Nashua, N.H.-based Ping4 announced Monday that it raised $4 million to help build out a mobile app that alerts consumers of public safety announcements. The funding came from 11 individual investors, seven of whom invested in the company's earlier round. The new funding brings the company's total round of financing to $7 million. Ping4 founder and CEO, Jim Bender, and his two other founding partners, put $1 million of their own money to start the company, back in February 2011.
Today, the Ping4 has been downloaded by some 100,000 consumers.

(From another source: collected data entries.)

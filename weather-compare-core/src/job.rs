//! One fetch-merge-persist cycle for the configured location pair.

use std::path::PathBuf;

use crate::{
    Config,
    error::CompareError,
    fetcher::{WeatherFetcher, fetcher_from_config},
    history::{HistoryTable, append_and_save},
    merge::merge,
    model::{ComparisonRecord, LocationPair},
};

#[derive(Debug, Clone, PartialEq)]
pub struct ComparisonJob {
    pub locations: LocationPair,
    pub history_path: Option<PathBuf>,
    pub strict_history: bool,
}

/// What a successful run wrote.
#[derive(Debug, Clone, PartialEq)]
pub struct RunReport {
    pub path: PathBuf,
    pub rows: usize,
    pub appended: bool,
    pub record: ComparisonRecord,
}

impl ComparisonJob {
    pub fn new(locations: LocationPair) -> Self {
        Self {
            locations,
            history_path: None,
            strict_history: false,
        }
    }

    pub fn from_config(config: &Config) -> Self {
        Self {
            locations: config.locations.clone(),
            history_path: config.history_path.clone(),
            strict_history: config.strict_history,
        }
    }

    pub fn with_history_path(mut self, path: impl Into<PathBuf>) -> Self {
        self.history_path = Some(path.into());
        self
    }

    pub fn with_strict_history(mut self, strict: bool) -> Self {
        self.strict_history = strict;
        self
    }

    /// Fetch both locations one after the other, merge them and append the result to history.
    ///
    /// Nothing is written unless both fetches and the merge succeed.
    pub async fn run_once(&self, fetcher: &dyn WeatherFetcher) -> Result<RunReport, CompareError> {
        let first = fetcher.fetch(&self.locations.first).await?;
        let second = fetcher.fetch(&self.locations.second).await?;
        let record = merge(first, second)?;

        let path = self.history_path.as_deref();
        let mut table = match path {
            Some(path) if self.strict_history => HistoryTable::load(path)?,
            _ => HistoryTable::load_or_empty(path),
        };

        let saved = append_and_save(&mut table, record.clone(), path)?;

        tracing::info!(
            path = %saved.path.display(),
            rows = saved.rows,
            appended = saved.appended,
            temp_diff = record.diffs.temp,
            "Recorded weather comparison for {} vs {}",
            self.locations.first,
            self.locations.second
        );

        Ok(RunReport {
            path: saved.path,
            rows: saved.rows,
            appended: saved.appended,
            record,
        })
    }

    /// Like [`ComparisonJob::run_once`], reporting only success or failure. The cause is logged.
    pub async fn run(&self, fetcher: &dyn WeatherFetcher) -> bool {
        match self.run_once(fetcher).await {
            Ok(_) => true,
            Err(err) => {
                tracing::error!(error = %err, "Weather comparison run failed");
                false
            }
        }
    }
}

/// Run one cycle against OpenWeather using `config`.
pub async fn run(config: &Config) -> bool {
    let fetcher = match fetcher_from_config(config) {
        Ok(fetcher) => fetcher,
        Err(err) => {
            tracing::error!(error = %err, "Weather comparison run failed");
            return false;
        }
    };

    ComparisonJob::from_config(config).run(&fetcher).await
}

#[cfg(test)]
mod tests {
    use super::*;
    use crate::{
        error::{FetchError, HistoryError, MergeError},
        fetcher::openweather::OpenWeatherFetcher,
        model::{Location, LocationReading},
        test_support::CurrentDir,
    };
    use async_trait::async_trait;
    use chrono::NaiveDate;
    use std::fs;
    use wiremock::matchers::{method, path, query_param};
    use wiremock::{Mock, MockServer, ResponseTemplate};

    #[derive(Debug, Default)]
    struct StubFetcher {
        readings: Vec<LocationReading>,
        unavailable: Option<&'static str>,
    }

    #[async_trait]
    impl WeatherFetcher for StubFetcher {
        async fn fetch(&self, location: &Location) -> Result<LocationReading, FetchError> {
            if self.unavailable == Some(location.city.as_str()) {
                return Err(FetchError::Status {
                    location: location.key(),
                    status: reqwest::StatusCode::SERVICE_UNAVAILABLE,
                    body: "upstream unavailable".into(),
                });
            }

            Ok(self
                .readings
                .iter()
                .find(|r| r.location_key == location.key())
                .cloned()
                .expect("stub has a reading for every location"))
        }
    }

    fn reading(key: &str, temp: f64, pressure: i64, humidity: i64) -> LocationReading {
        LocationReading {
            location_key: key.into(),
            date: NaiveDate::from_ymd_opt(2021, 9, 19).unwrap(),
            temp,
            feels_like: temp,
            temp_min: temp - 4.0,
            temp_max: temp + 3.0,
            pressure,
            humidity,
        }
    }

    fn stub() -> StubFetcher {
        StubFetcher {
            readings: vec![
                reading("austin, tx", 92.05, 1011, 43),
                reading("saratoga, ca", 75.0, 1015, 55),
                reading("denver, co", 60.0, 1020, 20),
            ],
            unavailable: None,
        }
    }

    #[tokio::test]
    async fn running_twice_on_the_same_day_keeps_one_row() {
        let dir = tempfile::tempdir().unwrap();
        let path = dir.path().join("history.csv");
        let job = ComparisonJob::new(LocationPair::default()).with_history_path(&path);
        let fetcher = stub();

        assert!(job.run(&fetcher).await);
        assert!(job.run(&fetcher).await);

        let table = HistoryTable::load(&path).unwrap();
        assert_eq!(table.len(), 1);
        let diffs = table.rows()[0].diffs;
        assert!((diffs.temp - 17.05).abs() < 1e-9);
        assert_eq!(diffs.humidity, -12);
        assert_eq!(diffs.pressure, -4);
    }

    #[tokio::test]
    async fn report_describes_what_was_written() {
        let dir = tempfile::tempdir().unwrap();
        let path = dir.path().join("history.csv");
        let job = ComparisonJob::new(LocationPair::default()).with_history_path(&path);

        let first = job.run_once(&stub()).await.unwrap();
        assert_eq!(first.path, path);
        assert_eq!(first.rows, 1);
        assert!(first.appended);

        let second = job.run_once(&stub()).await.unwrap();
        assert_eq!(second.rows, 1);
        assert!(!second.appended);
    }

    #[tokio::test]
    async fn without_history_path_each_run_rebuilds_default_file() {
        let dir = tempfile::tempdir().unwrap();
        let _cwd = CurrentDir::enter(dir.path());
        let job = ComparisonJob::new(LocationPair::default());
        let default_path = PathBuf::from("austin_and_saratoga_weather_comparison.csv");

        let austin_at = |temp| StubFetcher {
            readings: vec![
                reading("austin, tx", temp, 1011, 43),
                reading("saratoga, ca", 75.0, 1015, 55),
            ],
            unavailable: None,
        };

        let first = job.run_once(&austin_at(50.0)).await.unwrap();
        assert_eq!(first.path, default_path);
        assert_eq!(first.rows, 1);
        assert!(dir.path().join(&default_path).exists());

        let second = job.run_once(&austin_at(60.0)).await.unwrap();
        assert_eq!(second.path, default_path);
        assert_eq!(second.rows, 1);
        assert!(second.appended);

        let table = HistoryTable::load(&default_path).unwrap();
        assert_eq!(table.len(), 1);
        assert_eq!(table.rows()[0].first.temp, 60.0);
    }

    #[tokio::test]
    async fn fetch_failure_leaves_existing_history_untouched() {
        let dir = tempfile::tempdir().unwrap();
        let path = dir.path().join("history.csv");
        let job = ComparisonJob::new(LocationPair::default()).with_history_path(&path);

        assert!(job.run(&stub()).await);
        let before = fs::read(&path).unwrap();

        for city in ["austin", "saratoga"] {
            let fetcher = StubFetcher {
                unavailable: Some(city),
                ..stub()
            };

            assert!(!job.run(&fetcher).await);
            let err = job.run_once(&fetcher).await.unwrap_err();
            assert!(matches!(err, CompareError::Fetch(FetchError::Status { .. })));
        }

        assert_eq!(fs::read(&path).unwrap(), before);
    }

    #[tokio::test]
    async fn different_location_pair_is_rejected_for_existing_history() {
        let dir = tempfile::tempdir().unwrap();
        let path = dir.path().join("history.csv");

        let job = ComparisonJob::new(LocationPair::default()).with_history_path(&path);
        assert!(job.run(&stub()).await);
        let before = fs::read(&path).unwrap();

        let other = ComparisonJob::new(LocationPair {
            first: Location::new("denver", "co"),
            second: Location::new("saratoga", "ca"),
        })
        .with_history_path(&path);

        let err = other.run_once(&stub()).await.unwrap_err();
        assert!(matches!(
            err,
            CompareError::History(HistoryError::SchemaMismatch { .. })
        ));
        assert_eq!(fs::read(&path).unwrap(), before);
    }

    #[tokio::test]
    async fn same_short_name_fails_with_naming_conflict() {
        let fetcher = StubFetcher {
            readings: vec![
                reading("austin, tx", 92.0, 1011, 43),
                reading("austin, mn", 50.0, 1020, 60),
            ],
            unavailable: None,
        };
        let job = ComparisonJob::new(LocationPair {
            first: Location::new("austin", "tx"),
            second: Location::new("austin", "mn"),
        });

        let err = job.run_once(&fetcher).await.unwrap_err();
        assert!(matches!(err, CompareError::Merge(MergeError::NamingConflict(_))));
    }

    #[tokio::test]
    async fn corrupt_history_is_replaced_unless_strict() {
        let dir = tempfile::tempdir().unwrap();
        let path = dir.path().join("history.csv");
        fs::write(&path, "not,a,comparison\n1,2,3\n").unwrap();

        let strict = ComparisonJob::new(LocationPair::default())
            .with_history_path(&path)
            .with_strict_history(true);
        let err = strict.run_once(&stub()).await.unwrap_err();
        assert!(matches!(
            err,
            CompareError::History(HistoryError::UnrecognizedHeader { .. })
        ));

        let lenient = strict.with_strict_history(false);
        let report = lenient.run_once(&stub()).await.unwrap();
        assert_eq!(report.rows, 1);
        assert_eq!(HistoryTable::load(&path).unwrap().len(), 1);
    }

    #[tokio::test]
    async fn run_without_api_key_fails() {
        assert!(!run(&Config::default()).await);
    }

    #[tokio::test]
    async fn full_cycle_against_openweather_api() {
        let mock_server = MockServer::start().await;

        for (q, temp, pressure, humidity) in
            [("austin,tx,us", 92.05, 1011, 43), ("saratoga,ca,us", 75.0, 1015, 55)]
        {
            Mock::given(method("GET"))
                .and(path("/data/2.5/weather"))
                .and(query_param("q", q))
                .respond_with(ResponseTemplate::new(200).set_body_json(serde_json::json!({
                    "dt": 1632009667,
                    "main": {
                        "temp": temp,
                        "feels_like": temp,
                        "temp_min": temp - 4.0,
                        "temp_max": temp + 3.0,
                        "pressure": pressure,
                        "humidity": humidity
                    }
                })))
                .mount(&mock_server)
                .await;
        }

        let dir = tempfile::tempdir().unwrap();
        let history = dir.path().join("history.csv");
        let fetcher = OpenWeatherFetcher::with_base_url("KEY".into(), &mock_server.uri());
        let job = ComparisonJob::new(LocationPair::default()).with_history_path(&history);

        let report = job.run_once(&fetcher).await.unwrap();

        assert_eq!(report.record.first.location_key, "austin, tx");
        assert_eq!(report.record.diffs.pressure, -4);
        assert_eq!(report.record.diffs.humidity, -12);
        assert_eq!(
            HistoryTable::load(&history).unwrap().rows()[0].first.date,
            NaiveDate::from_ymd_opt(2021, 9, 19).unwrap()
        );
    }
}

But in the coming months, the company will be rolling out the app with a number of state and local government agencies and authorities, requiring the company to build out a platform that will be able to handle a much larger footprint of consumers.
"Ping4 created a new way of warning the public when there's an imminent crisis," said Bender, in an interview." Ping4 allows authorities to put highy-localized alerts out to the public. For instance, if there's an HazMat spill, local authorities can isolate the warning to people on the highway, or going onto the highway, Bender explained. If the alerts are being used for a missing child, the alert can be also be isolated to a particular area, say a shopping mall.

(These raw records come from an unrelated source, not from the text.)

use chrono::NaiveDate;
use serde::{Deserialize, Serialize};
use std::{fmt, str::FromStr};

/// Country used when a location does not name one.
pub const DEFAULT_COUNTRY: &str = "us";

const DATE_FORMAT: &str = "%Y-%m-%d";

/// Per-location attributes, in the order their columns are interleaved.
const BASE_ATTRIBUTES: [&str; 8] = [
    "temp",
    "feels_like",
    "temp_min",
    "temp_max",
    "pressure",
    "humidity",
    "city, state",
    "dt",
];

pub const DIFF_COLUMNS: [&str; 5] = [
    "temp_diff",
    "humidity_diff",
    "pressure_diff",
    "temp_max_diff",
    "temp_min_diff",
];

/// Number of columns in one persisted comparison row.
pub const COLUMN_COUNT: usize = BASE_ATTRIBUTES.len() * 2 + DIFF_COLUMNS.len();

/// A place the weather service can be queried for.
#[derive(Debug, Clone, PartialEq, Eq, Serialize, Deserialize)]
pub struct Location {
    pub city: String,
    pub state: String,
    #[serde(default = "default_country")]
    pub country: String,
}

fn default_country() -> String {
    DEFAULT_COUNTRY.to_string()
}

impl Location {
    pub fn new(city: impl Into<String>, state: impl Into<String>) -> Self {
        Self {
            city: city.into(),
            state: state.into(),
            country: default_country(),
        }
    }

    pub fn with_country(mut self, country: impl Into<String>) -> Self {
        self.country = country.into();
        self
    }

    /// `"city, state"`, stored alongside every reading.
    pub fn key(&self) -> String {
        format!("{}, {}", self.city, self.state)
    }

    pub fn short_name(&self) -> &str {
        &self.city
    }

    /// Value of the `q` query parameter.
    pub fn query(&self) -> String {
        format!("{},{},{}", self.city, self.state, self.country)
    }
}

impl fmt::Display for Location {
    fn fmt(&self, f: &mut fmt::Formatter<'_>) -> fmt::Result {
        write!(f, "{}, {}", self.city, self.state)
    }
}

impl FromStr for Location {
    type Err = anyhow::Error;

    /// Parses `"city,state"` or `"city,state,country"`.
    fn from_str(s: &str) -> Result<Self, Self::Err> {
        let parts: Vec<&str> = s.split(',').map(str::trim).collect();

        if parts.iter().any(|p| p.is_empty()) {
            return Err(anyhow::anyhow!(
                "Invalid location '{s}': parts must not be empty. Expected `city,state[,country]`."
            ));
        }

        match parts.as_slice() {
            [city, state] => Ok(Location::new(*city, *state)),
            [city, state, country] => Ok(Location::new(*city, *state).with_country(*country)),
            _ => Err(anyhow::anyhow!(
                "Invalid location '{s}'. Expected `city,state[,country]`, e.g. `austin,tx`."
            )),
        }
    }
}

/// The two tracked locations. Differences are always `first - second`.
#[derive(Debug, Clone, PartialEq, Eq, Serialize, Deserialize)]
pub struct LocationPair {
    pub first: Location,
    pub second: Location,
}

impl Default for LocationPair {
    fn default() -> Self {
        Self {
            first: Location::new("austin", "tx"),
            second: Location::new("saratoga", "ca"),
        }
    }
}

/// One observation for one location, as returned by the weather service.
#[derive(Debug, Clone, PartialEq)]
pub struct LocationReading {
    pub location_key: String,
    pub date: NaiveDate,
    pub temp: f64,
    pub feels_like: f64,
    pub temp_min: f64,
    pub temp_max: f64,
    pub pressure: i64,
    pub humidity: i64,
}

impl LocationReading {
    /// Part of the location key before the first comma.
    pub fn short_name(&self) -> &str {
        self.location_key
            .split_once(',')
            .map_or(self.location_key.as_str(), |(name, _)| name)
    }

    fn to_fields(&self) -> [String; 8] {
        [
            self.temp.to_string(),
            self.feels_like.to_string(),
            self.temp_min.to_string(),
            self.temp_max.to_string(),
            self.pressure.to_string(),
            self.humidity.to_string(),
            self.location_key.clone(),
            self.date.format(DATE_FORMAT).to_string(),
        ]
    }

    fn from_fields(fields: [&str; 8]) -> Result<Self, String> {
        let [temp, feels_like, temp_min, temp_max, pressure, humidity, location_key, date] = fields;

        Ok(Self {
            location_key: location_key.to_string(),
            date: NaiveDate::parse_from_str(date, DATE_FORMAT)
                .map_err(|e| format!("dt: invalid date '{date}': {e}"))?,
            temp: parse_float("temp", temp)?,
            feels_like: parse_float("feels_like", feels_like)?,
            temp_min: parse_float("temp_min", temp_min)?,
            temp_max: parse_float("temp_max", temp_max)?,
            pressure: parse_int("pressure", pressure)?,
            humidity: parse_int("humidity", humidity)?,
        })
    }
}

/// Column layout of a history table, fixed by the short names of the two locations.
#[derive(Debug, Clone, PartialEq, Eq)]
pub struct ComparisonSchema {
    first: String,
    second: String,
}

impl ComparisonSchema {
    pub fn new(first: impl Into<String>, second: impl Into<String>) -> Self {
        Self {
            first: first.into(),
            second: second.into(),
        }
    }

    pub fn first(&self) -> &str {
        &self.first
    }

    pub fn second(&self) -> &str {
        &self.second
    }

    /// All column names: per-attribute pairs `"{first} attr"`, `"{second} attr"`, then the diffs.
    pub fn columns(&self) -> Vec<String> {
        BASE_ATTRIBUTES
            .iter()
            .flat_map(|attr| [format!("{} {attr}", self.first), format!("{} {attr}", self.second)])
            .chain(DIFF_COLUMNS.iter().map(|c| c.to_string()))
            .collect()
    }

    /// The two date columns that identify a row.
    pub fn date_columns(&self) -> (String, String) {
        (format!("{} dt", self.first), format!("{} dt", self.second))
    }

    pub fn default_file_name(&self) -> String {
        format!("{}_and_{}_weather_comparison.csv", self.first, self.second)
    }

    /// Recognise a schema from a CSV header. Returns `None` unless the header matches exactly.
    pub fn from_header(header: &[&str]) -> Option<Self> {
        let first = header.first()?.strip_suffix(" temp")?;
        let second = header.get(1)?.strip_suffix(" temp")?;
        let schema = Self::new(first, second);

        schema
            .columns()
            .iter()
            .map(String::as_str)
            .eq(header.iter().copied())
            .then_some(schema)
    }
}

impl fmt::Display for ComparisonSchema {
    fn fmt(&self, f: &mut fmt::Formatter<'_>) -> fmt::Result {
        write!(f, "'{}' vs '{}'", self.first, self.second)
    }
}

/// `first - second` for each compared metric.
#[derive(Debug, Clone, Copy, PartialEq)]
pub struct MetricDiffs {
    pub temp: f64,
    pub humidity: i64,
    pub pressure: i64,
    pub temp_max: f64,
    pub temp_min: f64,
}

impl MetricDiffs {
    pub fn between(first: &LocationReading, second: &LocationReading) -> Self {
        Self {
            temp: first.temp - second.temp,
            humidity: first.humidity - second.humidity,
            pressure: first.pressure - second.pressure,
            temp_max: first.temp_max - second.temp_max,
            temp_min: first.temp_min - second.temp_min,
        }
    }
}

/// One row of the history table: both readings for a day plus their differences.
#[derive(Debug, Clone, PartialEq)]
pub struct ComparisonRecord {
    pub first: LocationReading,
    pub second: LocationReading,
    pub diffs: MetricDiffs,
}

impl ComparisonRecord {
    pub fn schema(&self) -> ComparisonSchema {
        ComparisonSchema::new(self.first.short_name(), self.second.short_name())
    }

    /// Dates of both readings; no two rows of a table share this pair.
    pub fn date_key(&self) -> (NaiveDate, NaiveDate) {
        (self.first.date, self.second.date)
    }

    /// Field values in [`ComparisonSchema::columns`] order.
    pub fn to_row(&self) -> Vec<String> {
        let diffs = [
            self.diffs.temp.to_string(),
            self.diffs.humidity.to_string(),
            self.diffs.pressure.to_string(),
            self.diffs.temp_max.to_string(),
            self.diffs.temp_min.to_string(),
        ];

        self.first
            .to_fields()
            .into_iter()
            .zip(self.second.to_fields())
            .flat_map(|(a, b)| [a, b])
            .chain(diffs)
            .collect()
    }

    /// Parse a row written by [`ComparisonRecord::to_row`]. Diff columns are recomputed.
    pub fn from_row(row: &[&str]) -> Result<Self, String> {
        if row.len() != COLUMN_COUNT {
            return Err(format!("expected {COLUMN_COUNT} columns, found {}", row.len()));
        }

        let first: [&str; 8] = std::array::from_fn(|i| row[2 * i]);
        let second: [&str; 8] = std::array::from_fn(|i| row[2 * i + 1]);

        let first = LocationReading::from_fields(first)?;
        let second = LocationReading::from_fields(second)?;
        let diffs = MetricDiffs::between(&first, &second);

        Ok(Self { first, second, diffs })
    }
}

fn parse_float(column: &str, value: &str) -> Result<f64, String> {
    value
        .trim()
        .parse()
        .map_err(|_| format!("{column}: expected a number, got '{value}'"))
}

/// Accepts `1011` as well as `1011.0`.
fn parse_int(column: &str, value: &str) -> Result<i64, String> {
    let value = value.trim();
    if let Ok(v) = value.parse::<i64>() {
        return Ok(v);
    }

    match value.parse::<f64>() {
        Ok(v) if v.fract() == 0.0 => Ok(v as i64),
        _ => Err(format!("{column}: expected an integer, got '{value}'")),
    }
}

The alerts can be a combination of text or videos or pictures. Only people who have downloaded the app can see the alerts. Ping4 hopes the local authorities will encourage people to do so for their own safety. "Alerting agencies may say, 'We're having a big snowfall, go and download this app [to get updated information]," Bender said. Since Ping4's clients are the regional homeland security, and regional and state police, and sometimes municipal police, the company will be getting a number of credible outlets to push the downloads.
For consumers, Ping4 is free. But the agencies pay Ping4 a few pennies per person who chooses to receive their notifications.

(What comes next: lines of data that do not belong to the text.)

//! Core library for the `weather-compare` job.
//!
//! This crate defines:
//! - Fetching current readings from OpenWeather
//! - Merging two readings into a comparison record with per-metric differences
//! - The CSV history table the records accumulate in
//! - Configuration and the job that ties the steps together
//!
//! It is used by `weather-compare-cli`, but can also be driven directly by a scheduler.

pub mod config;
pub mod error;
pub mod fetcher;
pub mod history;
pub mod job;
pub mod merge;
pub mod model;

#[cfg(test)]
pub(crate) mod test_support;

pub use config::Config;
pub use error::{CompareError, FetchError, HistoryError, MergeError};
pub use fetcher::{WeatherFetcher, fetcher_from_config, openweather::OpenWeatherFetcher};
pub use history::{HistoryTable, SavedHistory, append_and_save};
pub use job::{ComparisonJob, RunReport, run};
pub use merge::merge;
pub use model::{
    ComparisonRecord, ComparisonSchema, Location, LocationPair, LocationReading, MetricDiffs,
};
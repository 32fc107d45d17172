use serde::{Deserialize, Serialize};

pub const DEFAULT_MAX_ITERATIONS: u32 = 1_000;

#[derive(Clone, Debug, PartialEq, Eq, Serialize, Deserialize)]
#[serde(default, rename_all = "camelCase")]
pub struct SearchOptions {
    /// Hard cap on open-set pops; the only bound on solve time.
    pub max_iterations: u32,
    /// Return the path to the closest explored node when the goal cannot be reached.
    pub allow_partial_path: bool,
    pub use_cache: bool,
}

impl Default for SearchOptions {
    fn default() -> Self {
        Self {
            max_iterations: DEFAULT_MAX_ITERATIONS,
            allow_partial_path: false,
            use_cache: true,
        }
    }
}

Ping4 has three major campaigns it's releasing with government agencies in the coming months which Bender believes will drive awareness among consumers. The campaigns are around 1) Nuclear reactors (since more than 90% of the US population live around a nuclear reactor) 2) Amber Alerts 3) Tornadoes. In all case of Amber Alerts, Bender believes Ping4 will revolutionize the way the public is currently alerted of missing children. For an Amber Alert to go out, the authorities do a lot of investigation. So of the more than 2000 kids that are reported missing each day, only 167 turn into Amber Alerts, said Bender. "By the time a child qualifies, he's long gone and far away," he said. "This puts a tool in the police department. They can make a decision to push out an alert locally."
While Ping4 sounds like a great public service, Bender isn't a stranger to building out companies and expanding them into new kind of services. Prior to Ping4, Bender founded and started three other companies, one of which - Aware Inc - went public in 1996 and trades on the Nasdaq.
In the future, Bender expects the platform will be used for more than just alerts. He sees the platform also adopted by retailers, that may also want to reach out to consumers, but for a very different reason.